Task prompt => Go through the data below and return each line where the string "boom" occurs.
*** Recorded data Section Begins ***
use std::{
    path::PathBuf,
    sync::{
        Arc, LazyLock,
        atomic::{AtomicBool, Ordering},
    },
    thread,
};

use dslog::{LogMemory, Logger, Seq, Severity, log_here, logger_config, strip_color};
use regex::Regex;
use uuid::Uuid;

fn temp_log() -> PathBuf {
    std::env::temp_dir().join(format!("dslog_{}.log", Uuid::new_v4()))
}

fn captured(level: Severity) -> (Logger, LogMemory) {
    let memory = LogMemory::default();
    let logger = logger_config()
        .with_level(level)
        .with_console(memory.clone())
        .build();
    (logger, memory)
}

fn plain_lines(memory: &LogMemory) -> Vec<String> {
    memory.lines().iter().map(|line| strip_color(line)).collect()
}

#[test]
fn test_omitted_level_uses_configured_level() {
    let path = temp_log();
    let (logger, memory) = captured(Severity::Warning);
    logger.set_file_path(&path);
    logger.enable_file_sink();
    logger.log_msg("hello");
    assert_eq!(plain_lines(&memory), ["[WARNING]: hello"]);
    assert_eq!(std::fs::read_to_string(&path).unwrap(), "[WARNING]: hello\n");
    std::fs::remove_file(&path).ok();
}

#[test]
fn test_explicit_level_wins() {
    let (logger, memory) = captured(Severity::Warning);
    logger.log("boom", Some(Severity::Error), Some(10), Some("main"));
    assert_eq!(plain_lines(&memory), ["[ERROR] Line 10, main: boom"]);
}

#[test]
fn test_set_level_applies_to_later_calls() {
    let (logger, memory) = captured(Severity::Info);
    logger.log_msg("before");
    logger.set_level(Severity::Debug);
    logger.log_msg("after");
    assert_eq!(plain_lines(&memory), ["[INFO]: before", "[DEBUG]: after"]);
}

#[test]
fn test_file_line_is_stripped_console_line() {
    let path = temp_log();
    let (logger, memory) = captured(Severity::Info);
    logger.set_file_path(&path);
    logger.set_file_sink(true);
    logger.set_timer(true);
    logger.log("payload", Some(Severity::Latency), Some(3), Some("worker"));
    let console = memory.lines();
    let file = std::fs::read_to_string(&path).unwrap();
    assert_eq!(file, format!("{}\n", strip_color(&console[0])));
    assert!(!file.contains('\x1b'));
    std::fs::remove_file(&path).ok();
}

#[test]
fn test_concurrent_calls_write_every_line_once() {
    const N: usize = 64;
    let path = temp_log();
    let memory = LogMemory::default();
    let logger = Arc::new(
        logger_config()
            .with_log_file(&path)
            .with_timer(true)
            .with_console(memory.clone())
            .build(),
    );
    let messages: Vec<String> = (0..N)
        .map(|i| format!("message-{i}-{}", Uuid::new_v4()))
        .collect();
    let handles: Vec<_> = messages
        .iter()
        .cloned()
        .map(|message| {
            let logger = Arc::clone(&logger);
            thread::spawn(move || logger.log(message, Some(Severity::Info), None, None))
        })
        .collect();
    for handle in handles {
        handle.join().unwrap();
    }

    let content = std::fs::read_to_string(&path).unwrap();
    let lines: Vec<&str> = content.lines().collect();
    assert_eq!(lines.len(), N);
    for message in &messages {
        assert_eq!(lines.iter().filter(|line| line.contains(message.as_str())).count(), 1);
    }
    // both sinks see the calls in lock order
    let console: Vec<String> = plain_lines(&memory);
    assert_eq!(console, lines);
    std::fs::remove_file(&path).ok();
}

#[test]
fn test_mutators_racing_log_calls() {
    const WRITERS: usize = 8;
    const PER_WRITER: usize = 200;
    static LINE_SHAPE: LazyLock<Regex> = LazyLock::new(|| {
        Regex::new(
            r"^(\[\d+\.\d{3}(ns|μs|ms|s)\])?\[(DEBUG|INFO|LATENCY|WARNING|ERROR|TESTING)\]: writer-\d+-\d+$",
        )
        .unwrap()
    });
    let paths = [temp_log(), temp_log()];
    let memory = LogMemory::default();
    let logger = logger_config()
        .with_log_file(&paths[0])
        .with_console(memory.clone())
        .build();
    let done = AtomicBool::new(false);

    thread::scope(|scope| {
        scope.spawn(|| {
            let mut round = 0usize;
            while !done.load(Ordering::Relaxed) {
                logger.set_level(Severity::ALL[round % Severity::ALL.len()]);
                logger.set_timer(round % 2 == 0);
                logger.set_file_path(&paths[round % 2]);
                round += 1;
                thread::yield_now();
            }
        });
        let writers: Vec<_> = (0..WRITERS)
            .map(|w| {
                let logger = &logger;
                scope.spawn(move || {
                    for i in 0..PER_WRITER {
                        logger.log_msg(format!("writer-{w}-{i}"));
                    }
                })
            })
            .collect();
        for writer in writers {
            writer.join().unwrap();
        }
        done.store(true, Ordering::Relaxed);
    });

    let console = plain_lines(&memory);
    assert_eq!(console.len(), WRITERS * PER_WRITER);
    for line in &console {
        assert!(LINE_SHAPE.is_match(line), "{line:?}");
    }
    let file_lines: usize = paths
        .iter()
        .map(|path| {
            std::fs::read_to_string(path)
                .map(|content| content.lines().count())
                .unwrap_or(0)
        })
        .sum();
    assert_eq!(file_lines, WRITERS * PER_WRITER);
    for path in &paths {
        std::fs::remove_file(path).ok();
    }
}

#[test]
fn test_unwritable_file_reports_one_error() {
    let path = std::env::temp_dir()
        .join(format!("dslog_missing_{}", Uuid::new_v4()))
        .join("log.txt");
    let (logger, memory) = captured(Severity::Info);
    logger.set_file_path(&path);
    logger.enable_file_sink();
    logger.log_msg("still printed");

    let lines = plain_lines(&memory);
    assert_eq!(lines.len(), 2);
    assert_eq!(lines[0], "[INFO]: still printed");
    assert_eq!(lines.iter().filter(|line| line.starts_with("[ERROR]")).count(), 1);
    assert!(lines[1].contains("dslog::Logger::write_file: Unable to open log file"));
    assert!(!path.exists());
}

#[test]
fn test_sequence_message() {
    let (logger, memory) = captured(Severity::Info);
    logger.log_msg(Seq(&[1, 2, 3]));
    assert!(plain_lines(&memory)[0].contains("[1, 2, 3]"));
}

#[test]
fn test_timer_prefix() {
    static PREFIXED: LazyLock<Regex> =
        LazyLock::new(|| Regex::new(r"^\[\d+\.\d{3}(ns|μs|ms|s)\]\[INFO\]: timed$").unwrap());
    let (logger, memory) = captured(Severity::Info);
    logger.enable_timer();
    logger.log_msg("timed");
    logger.disable_timer();
    logger.log_msg("untimed");
    let lines = plain_lines(&memory);
    assert!(PREFIXED.is_match(&lines[0]), "{:?}", lines[0]);
    assert_eq!(lines[1], "[INFO]: untimed");
}

#[test]
fn test_disabled_logger_is_silent() {
    let path = temp_log();
    let (logger, memory) = captured(Severity::Info);
    logger.set_file_path(&path);
    logger.enable_file_sink();
    logger.disable();
    logger.log("nothing", Some(Severity::Error), Some(1), Some("main"));
    assert!(memory.lines().is_empty());
    assert!(!path.exists());
    logger.enable();
    logger.log_msg("something");
    assert_eq!(memory.lines().len(), 1);
    std::fs::remove_file(&path).ok();
}

#[test]
fn test_log_here_fills_line_and_module() {
    let (logger, memory) = captured(Severity::Info);
    let line = line!() + 1;
    log_here!(logger, Severity::Debug, "here");
    log_here!(logger, "there");
    let lines = plain_lines(&memory);
    assert_eq!(lines[0], format!("[DEBUG] Line {line}, logger: here"));
    assert_eq!(lines[1], format!("[INFO] Line {}, logger: there", line + 1));
}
*** Recorded data Section Ends ***
Solution to the problem =>
    logger.log("boom", Some(Severity::Error), Some(10), Some("main"));
    assert_eq!(plain_lines(&memory), ["[ERROR] Line 10, main: boom"]);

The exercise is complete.